August 12, 2014 | 11:59 am

The modern Hebrew poet Hayim Nahman Bialik put it this way:

There was a man -- and see: he is no more!
Before his time did this man depart
And the song of his life in its midst was stilled
And alas! One more tune did he have
And now that tune is forever lost
Forever lost!

I miss Robin Williams already. He was probably America’s best-loved comedian, and one of our most beloved entertainers. He was hysterically funny. His talents went way beyond comedy. And he was a mensch. 

What does it take to become a mensch? According to a Yiddish proverb, a mensch only becomes a mensch because he/she struggles. 

This is about Robin Williams’ struggle – a struggle that mostly took place behind closed doors, and behind the mask of hilarity that he presented to the world. It would be redemptive if Robin Williams' death might prompt us to seriously confront how we, as a Jewish community, deal with mental illness. It’s not only depression. It’s also bi-polar disorder, and schizophrenia, and PTSD – not to mention the entire range of addictions. Askenazic Jews are particularly vulnerable to what Andrew Solomon called "the noonday demon." It's in our genes. It is part of who we are. 
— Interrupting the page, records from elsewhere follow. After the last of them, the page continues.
//! Statically typed messages for `model/person.proto`.

/// `model.Person`.
#[derive(Clone, PartialEq, ::prost::Message)]
pub struct Person {
    #[prost(string, tag = "1")]
    pub name: ::prost::alloc::string::String,
    #[prost(int32, tag = "2")]
    pub age: i32,
}

impl Person {
    pub fn new(name: impl Into<String>, age: i32) -> Self {
        Self {
            name: name.into(),
            age,
        }
    }
}

/// Fully qualified name of [`Person`] in the descriptor set.
pub const PERSON_FULL_NAME: &str = "model.Person";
Go back to the Bible. Moses seemed to have struggled with a kind of depression – at least, at the moment when he seemed ready to surrender to his inner despair (Numbers 11:11).
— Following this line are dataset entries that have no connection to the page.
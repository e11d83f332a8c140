//! `serde` adapter that lets a dynamic message bind to a translated schema.

use prost_reflect::{DynamicMessage, Kind, MapKey, ReflectMessage, Value};
use serde::ser::{SerializeMap, SerializeSeq};
use serde::{Serialize, Serializer};

/// Borrows a [`DynamicMessage`] and serializes it field by field using the
/// proto field names, in descriptor order.
///
/// Fields with explicit presence are skipped when unset; implicit-presence
/// fields are written with their default value. Enum values are written by
/// name when the number is known.
#[derive(Debug, Clone, Copy)]
pub struct MessageNode<'a> {
    message: &'a DynamicMessage,
}

impl<'a> MessageNode<'a> {
    pub fn new(message: &'a DynamicMessage) -> Self {
        Self { message }
    }

    pub fn message(&self) -> &'a DynamicMessage {
        self.message
    }
}

impl Serialize for MessageNode<'_> {
    fn serialize<S: Serializer>(&self, serializer: S) -> Result<S::Ok, S::Error> {
        let descriptor = self.message.descriptor();
        let mut map = serializer.serialize_map(Some(descriptor.fields().len()))?;
        for field in descriptor.fields() {
            if field.supports_presence() && !self.message.has_field(&field) {
                continue;
            }
            let value = self.message.get_field(&field);
            let kind = match field.kind() {
                Kind::Message(entry) if field.is_map() => entry.map_entry_value_field().kind(),
                kind => kind,
            };
            map.serialize_entry(
                field.name(),
                &ValueNode {
                    value: &value,
                    kind: &kind,
                },
            )?;
        }
        map.end()
    }
}

/// A field value together with the element kind it was declared with.
struct ValueNode<'a> {
    value: &'a Value,
    kind: &'a Kind,
}

fn key_string(key: &MapKey) -> String {
    match key {
        MapKey::Bool(b) => b.to_string(),
        MapKey::I32(i) => i.to_string(),
        MapKey::I64(i) => i.to_string(),
        MapKey::U32(u) => u.to_string(),
        MapKey::U64(u) => u.to_string(),
        MapKey::String(s) => s.clone(),
    }
}

impl Serialize for ValueNode<'_> {
    fn serialize<S: Serializer>(&self, serializer: S) -> Result<S::Ok, S::Error> {
        match self.value {
            Value::Bool(b) => serializer.serialize_bool(*b),
            Value::I32(i) => serializer.serialize_i32(*i),
            Value::I64(i) => serializer.serialize_i64(*i),
            Value::U32(u) => serializer.serialize_u32(*u),
            Value::U64(u) => serializer.serialize_u64(*u),
            Value::F32(f) => serializer.serialize_f32(*f),
            Value::F64(f) => serializer.serialize_f64(*f),
            Value::String(s) => serializer.serialize_str(s),
            Value::Bytes(b) => serializer.serialize_bytes(b),
            Value::EnumNumber(number) => {
                let name = match self.kind {
                    Kind::Enum(en) => en.get_value(*number).map(|v| v.name().to_string()),
                    _ => None,
                };
                match name {
                    Some(name) => serializer.serialize_str(&name),
                    None => serializer.serialize_i32(*number),
                }
            }
            Value::Message(message) => MessageNode::new(message).serialize(serializer),
            Value::List(items) => {
                let mut seq = serializer.serialize_seq(Some(items.len()))?;
                for item in items {
                    seq.serialize_element(&ValueNode {
                        value: item,
                        kind: self.kind,
                    })?;
                }
                seq.end()
            }
            Value::Map(entries) => {
                // Sorted so insertion-order encodings are stable.
                let mut sorted: Vec<_> = entries.iter().map(|(k, v)| (key_string(k), v)).collect();
                sorted.sort_by(|a, b| a.0.cmp(&b.0));
                let mut map = serializer.serialize_map(Some(sorted.len()))?;
                for (key, value) in sorted {
                    map.serialize_entry(
                        &key,
                        &ValueNode {
                            value,
                            kind: self.kind,
                        },
                    )?;
                }
                map.end()
            }
        }
    }
}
There was, of course, King Saul (more on him later). The prophet Elijah seems to have suffered from depression. He flees from the homicidal wrath of Queen Jezebel, finds himself at Horeb (Mount Sinai), and crawls into a cave -- either crawling back into the womb or looking forward to the tomb (I Kings 19). Some say that the prophet Ezekiel struggled with mental illness. The Psalmist had his demons. Just one example: “Why are you cast down, O my soul, and why are you in turmoil within me? (Psalms 42:11)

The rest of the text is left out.